Senseless though Hilary lay, the fair maiden kept herself out of the range of his eyes, as her nimble fingers probed him. In a moment she drew from an inner breast-pocket his private despatch-book, and Mabel’s letter, and portrait. Those last she stowed away for her own revenge, after glancing with great contempt at them; but the book she spread open to her lover.
“It is noble!” he cried, as the brilliant moonlight shone upon the pages. “What could be more fortunate? Here are the blank forms with the heading, and the flourish prepared for his signature. There is his metal pencil. Now write as I tell you in Spanish, but with one or two little barbarisms; such as you know him given to. ‘The detachment is here. I am holding them back. They are not to cross the water. Send the two carts through; but do not come yourselves. Good-night, and many thanks to you. May we soon meet again. (Signed) Hilary Lorraine.’ You know how very polite he is.”

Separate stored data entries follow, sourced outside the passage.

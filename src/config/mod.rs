/// Configuration management for the proctree engine
///
/// Handles process manager defaults and logging parameters.

use serde::{Deserialize, Serialize};

/// Main engine configuration
#[derive(Debug, Clone, Serialize, Deserialize)]
pub struct Config {
    /// Process manager configuration
    pub manager: ManagerConfig,
    /// Logging configuration
    pub logging: LoggingConfig,
}

/// Defaults applied by the process manager when it seeds a new tree
#[derive(Debug, Clone, PartialEq, Eq, Serialize, Deserialize)]
pub struct ManagerConfig {
    /// Successes required by the default Parallel root of a freshly registered kind
    pub root_required_successes: usize,
    /// Failures required by the default Parallel root of a freshly registered kind
    pub root_required_failures: usize,
}

/// Logging configuration for the tracing subscriber
#[derive(Debug, Clone, PartialEq, Eq, Serialize, Deserialize)]
pub struct LoggingConfig {
    /// Filter directive (e.g., "info", "proctree=debug")
    pub filter: String,
    /// Whether log lines include the emitting module path
    pub with_target: bool,
}

impl Default for Config {
    /// Default configuration with ENV_VAR support for embedding applications
    fn default() -> Self {
        Self {
            manager: ManagerConfig::default(),
            logging: LoggingConfig::default(),
        }
    }
}

impl Default for ManagerConfig {
    fn default() -> Self {
        Self {
            root_required_successes: env_usize("PROCTREE_ROOT_SUCCESSES", 1),
            root_required_failures: env_usize("PROCTREE_ROOT_FAILURES", 1),
        }
    }
}

impl Default for LoggingConfig {
    fn default() -> Self {
        Self {
            filter: std::env::var("PROCTREE_LOG").unwrap_or_else(|_| "info".to_string()),
            with_target: std::env::var("PROCTREE_LOG_TARGETS")
                .map(|v| v == "1" || v.eq_ignore_ascii_case("true"))
                .unwrap_or(false),
        }
    }
}

fn env_usize(key: &str, fallback: usize) -> usize {
    std::env::var(key)
        .ok()
        .and_then(|v| v.parse().ok())
        .unwrap_or(fallback)
}

#[cfg(test)]
mod tests {
    use super::*;

    #[test]
    fn test_env_usize_fallback_on_garbage() {
        std::env::set_var("PROCTREE_TEST_GARBAGE", "not-a-number");
        assert_eq!(env_usize("PROCTREE_TEST_GARBAGE", 7), 7);
        assert_eq!(env_usize("PROCTREE_TEST_UNSET_KEY", 3), 3);
    }

    #[test]
    fn test_config_roundtrips_through_json() {
        let config = Config {
            manager: ManagerConfig {
                root_required_successes: 2,
                root_required_failures: 1,
            },
            logging: LoggingConfig {
                filter: "proctree=debug".into(),
                with_target: true,
            },
        };
        let json = serde_json::to_string(&config).unwrap();
        let back: Config = serde_json::from_str(&json).unwrap();
        assert_eq!(back.manager, config.manager);
        assert_eq!(back.logging, config.logging);
    }
}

“It is written, and in his own hand, most clearly. He has been my pupil, and I have been his. Poor youth, I am very sorry for him. Now let me go. Have I contented you?”

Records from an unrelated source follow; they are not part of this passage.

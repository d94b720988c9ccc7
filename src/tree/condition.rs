/// Node eligibility predicates
///
/// A condition decides whether a node takes part in an execution pass. Several
/// conditions on one node form an AND-chain evaluated in insertion order that stops
/// at the first false (or failing) predicate.

use crate::process::Process;
use crate::tree::types::NodeMeta;
use serde_json::Value;
use std::{fmt, sync::Arc};

type Predicate = dyn Fn(&Process, &NodeMeta) -> anyhow::Result<bool> + Send + Sync;

/// Cloneable eligibility predicate over a process and the node being considered
#[derive(Clone)]
pub struct Condition(Arc<Predicate>);

impl Condition {
    /// Wrap an infallible predicate
    pub fn new<F>(predicate: F) -> Self
    where
        F: Fn(&Process, &NodeMeta) -> bool + Send + Sync + 'static,
    {
        Self(Arc::new(move |process, node| Ok(predicate(process, node))))
    }

    /// Wrap a predicate whose errors abort the execute call evaluating it
    pub fn try_new<F>(predicate: F) -> Self
    where
        F: Fn(&Process, &NodeMeta) -> anyhow::Result<bool> + Send + Sync + 'static,
    {
        Self(Arc::new(predicate))
    }

    /// Eligible when the process carries a value under `key`
    pub fn has_value(key: impl Into<String>) -> Self {
        let key = key.into();
        Self::new(move |process, _| process.contains(&key))
    }

    /// Eligible when the value under `key` equals `expected`
    pub fn value_equals(key: impl Into<String>, expected: Value) -> Self {
        let key = key.into();
        Self::new(move |process, _| process.data().get(&key) == Some(&expected))
    }

    /// Negation of another condition; errors pass through
    pub fn not(inner: Condition) -> Self {
        Self::try_new(move |process, node| Ok(!inner.evaluate(process, node)?))
    }

    pub fn evaluate(&self, process: &Process, node: &NodeMeta) -> anyhow::Result<bool> {
        (self.0)(process, node)
    }
}

impl fmt::Debug for Condition {
    fn fmt(&self, f: &mut fmt::Formatter<'_>) -> fmt::Result {
        f.write_str("Condition(..)")
    }
}

/// Ordered AND-chain of conditions; empty means always eligible
#[derive(Clone, Default)]
pub struct ConditionChain(Vec<Condition>);

impl ConditionChain {
    pub fn push(&mut self, condition: Condition) {
        self.0.push(condition);
    }

    pub fn len(&self) -> usize {
        self.0.len()
    }

    pub fn is_empty(&self) -> bool {
        self.0.is_empty()
    }

    pub fn evaluate(&self, process: &Process, node: &NodeMeta) -> anyhow::Result<bool> {
        for condition in &self.0 {
            if !condition.evaluate(process, node)? {
                return Ok(false);
            }
        }
        Ok(true)
    }
}

impl fmt::Debug for ConditionChain {
    fn fmt(&self, f: &mut fmt::Formatter<'_>) -> fmt::Result {
        write!(f, "ConditionChain({} conditions)", self.0.len())
    }
}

“I will tell you at the chapel to-morrow night. I shall have the cleverest and most beautiful bride in all Iberia. How can I part with you till then?”
“You will promise me not to hurt him,” she whispered through his beard, as he clasped her warmly; while Hilary lay at their feet, still senseless.
“By all the saints that ever were, or will be, multiplied into all the angels! One kiss more, and then adieu, if it must be.”
The active young Claudia glided away; while the great brigand proceeded, with his usual composure, to arrange things to his liking. He lifted poor Hilary, as if he were a doll, and bound him completely with broad leather straps, which he buckled to their very tightest; and then he fixed over his mouth a scarf of the delicate wool of the mountains; and then he laid him in the shade; for he really was a most honourable man, when honour came into bearing. And though (as far as his own feelings went) he would gladly have pitched this Captain Lorraine into the rush of the Zujar, he had pledged his honour to Claudia. Therefore he only gagged and bound him, and laid him out of the moonlight; which, at the time of year, might have maddened him. After this, Don Alcides d’Alcar struck flint upon punk, and lit a long cigar.
The whole of that country is full of fleas. The natives may say what they like; but they only damage their credit by denying it, or prove to a charitable mind their own insensibility. The older the deposit or the stratum is, the greater is the number of these active insects; and this old bridge, whether Moorish, or Gothic, or even Roman (as some contended), had an antiquarian stock of them.